Intervention de Rima Abdul-Malak

Réunion du 12 juin 2023 à 16h00
Réforme de l'audiovisuel public — Discussion d'une proposition de loi dans le texte de la commission

Rima Abdul-Malak  :

Monsieur le président, monsieur le président de la commission de la culture, de l’éducation et de la communication – cher Laurent Lafon –, monsieur le rapporteur – cher Jean-Raymond Hugonet –, mesdames, messieurs les sénateurs, l’audiovisuel public et la souveraineté audiovisuelle sont deux enjeux majeurs.

Aussi, je suis ravie que cette initiative nous donne l’occasion d’en débattre aujourd’hui. Il s’agit, j’y insiste, de deux fortes priorités du Gouvernement, sur lesquelles nous œuvrons avec détermination depuis six ans.

Cette proposition de loi témoigne, je le crois, de notre attachement commun à un audiovisuel public fort. Il est important de le rappeler à l’heure où certains remettent en cause son existence et plaident pour sa privatisation.

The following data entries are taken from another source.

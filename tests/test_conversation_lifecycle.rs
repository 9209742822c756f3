mod helpers;

use helpers::test_db::setup_test_db;
use std::sync::Arc;
use supportline::database::Database;
use supportline::events::LocalEventBus;
use supportline::models::{ClaimOutcome, ConversationStatus, ResolveOutcome, SenderRole};
use supportline::services::ClaimService;

fn claim_service(db: &Database) -> ClaimService {
    ClaimService::new(db.clone(), Arc::new(LocalEventBus::new(100)))
}

#[tokio::test]
async fn test_upsert_is_idempotent_per_customer() {
    let db = setup_test_db().await;

    let first = db.upsert_conversation("cust-1").await.unwrap();
    let second = db.upsert_conversation("cust-1").await.unwrap();

    assert_eq!(first.id, second.id);
    assert_eq!(first.status, ConversationStatus::Open);
    assert!(first.assigned_agent_id.is_none());
}

#[tokio::test]
async fn test_resolve_clears_assignment() {
    let db = setup_test_db().await;
    let service = claim_service(&db);
    let conversation = db.upsert_conversation("cust-1").await.unwrap();

    service.claim(&conversation.id, "agent-a").await.unwrap();
    let outcome = service.resolve(&conversation.id, "agent-a").await.unwrap();

    match outcome {
        ResolveOutcome::Resolved { conversation } => {
            assert_eq!(conversation.status, ConversationStatus::Resolved);
            assert!(conversation.assigned_agent_id.is_none());
            assert!(conversation.resolved_at.is_some());
        }
        ResolveOutcome::NotOwner => panic!("owner resolve must succeed"),
    }
}

#[tokio::test]
async fn test_resolve_is_idempotent() {
    let db = setup_test_db().await;
    let service = claim_service(&db);
    let conversation = db.upsert_conversation("cust-1").await.unwrap();

    service.claim(&conversation.id, "agent-a").await.unwrap();
    service.resolve(&conversation.id, "agent-a").await.unwrap();

    // Second resolve reports success without changing anything
    let again = service.resolve(&conversation.id, "agent-a").await.unwrap();
    assert!(matches!(again, ResolveOutcome::Resolved { .. }));
}

#[tokio::test]
async fn test_resolve_by_non_owner_is_rejected() {
    let db = setup_test_db().await;
    let service = claim_service(&db);
    let conversation = db.upsert_conversation("cust-1").await.unwrap();

    service.claim(&conversation.id, "agent-a").await.unwrap();
    let outcome = service.resolve(&conversation.id, "agent-b").await.unwrap();
    assert!(matches!(outcome, ResolveOutcome::NotOwner));

    let current = db
        .get_conversation_by_id(&conversation.id)
        .await
        .unwrap()
        .unwrap();
    assert_eq!(current.status, ConversationStatus::Open);
    assert_eq!(current.assigned_agent_id.as_deref(), Some("agent-a"));
}

#[tokio::test]
async fn test_unassigned_open_conversation_can_be_resolved() {
    let db = setup_test_db().await;
    let service = claim_service(&db);
    let conversation = db.upsert_conversation("cust-1").await.unwrap();

    // Abandoned queue entry, nobody ever claimed it
    let outcome = service.resolve(&conversation.id, "agent-a").await.unwrap();
    assert!(matches!(outcome, ResolveOutcome::Resolved { .. }));
}

#[tokio::test]
async fn test_resolved_conversation_cannot_be_claimed() {
    let db = setup_test_db().await;
    let service = claim_service(&db);
    let conversation = db.upsert_conversation("cust-1").await.unwrap();

    service.claim(&conversation.id, "agent-a").await.unwrap();
    service.resolve(&conversation.id, "agent-a").await.unwrap();

    let outcome = service.claim(&conversation.id, "agent-b").await.unwrap();
    match outcome {
        ClaimOutcome::AlreadyClaimed { assigned_agent_id } => {
            assert!(assigned_agent_id.is_none());
        }
        ClaimOutcome::Claimed { .. } => panic!("resolved conversation must not be claimable"),
    }
}

#[tokio::test]
async fn test_customer_message_reopens_resolved_conversation() {
    let db = setup_test_db().await;
    let service = claim_service(&db);
    let conversation = db.upsert_conversation("cust-1").await.unwrap();

    service.claim(&conversation.id, "agent-a").await.unwrap();
    service.resolve(&conversation.id, "agent-a").await.unwrap();

    let appended = db
        .append_message(&conversation.id, SenderRole::Customer, "ainda tenho um problema")
        .await
        .unwrap();
    assert!(appended.reopened);

    let current = db
        .get_conversation_by_id(&conversation.id)
        .await
        .unwrap()
        .unwrap();
    assert_eq!(current.status, ConversationStatus::Open);
    assert!(current.assigned_agent_id.is_none());
    assert!(current.resolved_at.is_none());

    // Back in the unclaimed pool, so anyone can claim again
    let outcome = service.claim(&conversation.id, "agent-b").await.unwrap();
    assert!(matches!(outcome, ClaimOutcome::Claimed { .. }));
}

#[tokio::test]
async fn test_agent_and_assistant_messages_do_not_reopen() {
    let db = setup_test_db().await;
    let service = claim_service(&db);
    let conversation = db.upsert_conversation("cust-1").await.unwrap();

    service.claim(&conversation.id, "agent-a").await.unwrap();
    service.resolve(&conversation.id, "agent-a").await.unwrap();

    let appended = db
        .append_message(&conversation.id, SenderRole::Assistant, "closing note")
        .await
        .unwrap();
    assert!(!appended.reopened);

    let current = db
        .get_conversation_by_id(&conversation.id)
        .await
        .unwrap()
        .unwrap();
    assert_eq!(current.status, ConversationStatus::Resolved);
}

#[tokio::test]
async fn test_resolved_conversations_leave_the_queue() {
    let db = setup_test_db().await;
    let service = claim_service(&db);
    let conversation = db.upsert_conversation("cust-1").await.unwrap();

    service.claim(&conversation.id, "agent-a").await.unwrap();
    service.resolve(&conversation.id, "agent-a").await.unwrap();

    let queue = service.queue("agent-a").await.unwrap();
    assert!(queue.iter().all(|c| c.id != conversation.id));
}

Rappelons tout d’abord que, à l’issue de l’ambitieux plan de transformation mis en œuvre ces dernières années, les résultats de l’audiovisuel public sont meilleurs que jamais. Celui-ci s’impose en effet comme le premier média des Français, en radio comme en télévision : 50 millions de téléspectateurs regardent les programmes de France Télévisions chaque semaine ; Radio France est écoutée chaque jour par plus de 15 millions d’auditeurs ; la part d’audience d’Arte a atteint un niveau historique ; chaque semaine, à travers le monde, Radio France internationale (RFI), France 24 et Monte-Carlo Doualiya rassemblent 260 millions de personnes.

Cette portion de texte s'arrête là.